How to be interesting - jamongkad
http://www.forbes.com/sites/jessicahagy/2011/11/30/how-to-be-interesting/

======
rpsw
Jessica Hagy also runs <http://thisisindexed.com/>, using graphs to express
her often insightful humour.

------
SiVal
How many of those ten were just, "don't hesitate to do something different" in
different words?

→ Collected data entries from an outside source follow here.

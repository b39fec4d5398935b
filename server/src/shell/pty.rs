//! PTY allocation, shell spawning, and terminal resize.
//!
//! Uses the `nix` crate for POSIX PTY APIs. The PTY master fd is kept alive for
//! the session lifetime so I/O and resize operations can be performed on it.

use std::collections::HashMap;
use std::os::fd::{AsRawFd, OwnedFd};
use std::process::Stdio;

use nix::pty::{openpty, OpenptyResult, Winsize};
use tokio::process::{Child, Command};

/// An allocated PTY pair (master + slave).
pub struct PtyPair {
    pub master: OwnedFd,
    pub slave: OwnedFd,
}

/// Allocate a PTY pair with the given terminal size.
pub fn allocate_pty(rows: u16, cols: u16) -> Result<PtyPair, nix::Error> {
    let winsize = Winsize {
        ws_row: rows,
        ws_col: cols,
        ws_xpixel: 0,
        ws_ypixel: 0,
    };
    let OpenptyResult { master, slave } = openpty(&winsize, None)?;
    Ok(PtyPair { master, slave })
}

/// Spawn a shell on the slave side of the PTY.
///
/// The child becomes a session leader with the PTY slave as its controlling
/// terminal. stdin/stdout/stderr are all connected to the slave fd.
pub fn spawn_shell_pty(
    pty: &PtyPair,
    program: &str,
    working_dir: &str,
    env: Option<&HashMap<String, String>>,
    args: &[String],
) -> std::io::Result<Child> {
    let slave_fd = pty.slave.as_raw_fd();
    let mut cmd = Command::new(program);
    cmd.args(args);
    cmd.current_dir(working_dir).kill_on_drop(true);

    // The child's stdio is handled by pre_exec (dup2 to PTY slave), so tell
    // tokio not to set up pipes.
    cmd.stdin(Stdio::null())
        .stdout(Stdio::null())
        .stderr(Stdio::null());

    if let Some(vars) = env {
        cmd.envs(vars);
    }

    // SAFETY: All syscalls used here are async-signal-safe per POSIX.
    unsafe {
        cmd.pre_exec(move || {
            // Create a new session so the child is the session leader
            if libc::setsid() == -1 {
                return Err(std::io::Error::last_os_error());
            }
            // Set the PTY slave as the controlling terminal
            if libc::ioctl(slave_fd, libc::TIOCSCTTY, 0) == -1 {
                return Err(std::io::Error::last_os_error());
            }
            // Redirect stdin/stdout/stderr to the PTY slave
            libc::dup2(slave_fd, 0);
            libc::dup2(slave_fd, 1);
            libc::dup2(slave_fd, 2);
            if slave_fd > 2 {
                libc::close(slave_fd);
            }
            Ok(())
        });
    }

    cmd.spawn()
}

/// Resize a PTY's terminal window.
pub fn resize_pty(master: &OwnedFd, rows: u16, cols: u16) -> Result<(), nix::Error> {
    let winsize = Winsize {
        ws_row: rows,
        ws_col: cols,
        ws_xpixel: 0,
        ws_ypixel: 0,
    };
    // SAFETY: TIOCSWINSZ is a well-defined ioctl that writes a Winsize struct.
    let ret = unsafe {
        libc::ioctl(
            master.as_raw_fd(),
            libc::TIOCSWINSZ,
            std::ptr::addr_of!(winsize),
        )
    };
    if ret == -1 {
        Err(nix::Error::last())
    } else {
        Ok(())
    }
}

Well, I guess a top ten list containing only five unique
items is...different.

------
parallel
The venn diagrams work better if you read them as "and" rather than "things
that are members of both sets". (Apologies for the nitpick.)

------
samirahmed
I think there should be less focus on 'how to be in interesting' for others,
and more focus on 'how to stimulate your interests and make life more
interesting for yourself'

A similar sentiment echoed in this HN discuss a month ago

<http://news.ycombinator.com/item?id=3279190>

------
tintin
The 'book' Wreck this journal can be a nice start for people who are having
difficulties doing something different, by destroying the book for instance:
<http://www.wreckthisjournal.com/>

------
ovechtrick
Kind of inspiring. Maybe I'll tell more people about what I'm actually
building when I'm on my laptop all night after work.

------
GoodIntentions
This assumes we're all playing to the crowd around us.

IMHO, Be yourself and be comfortable with yourself.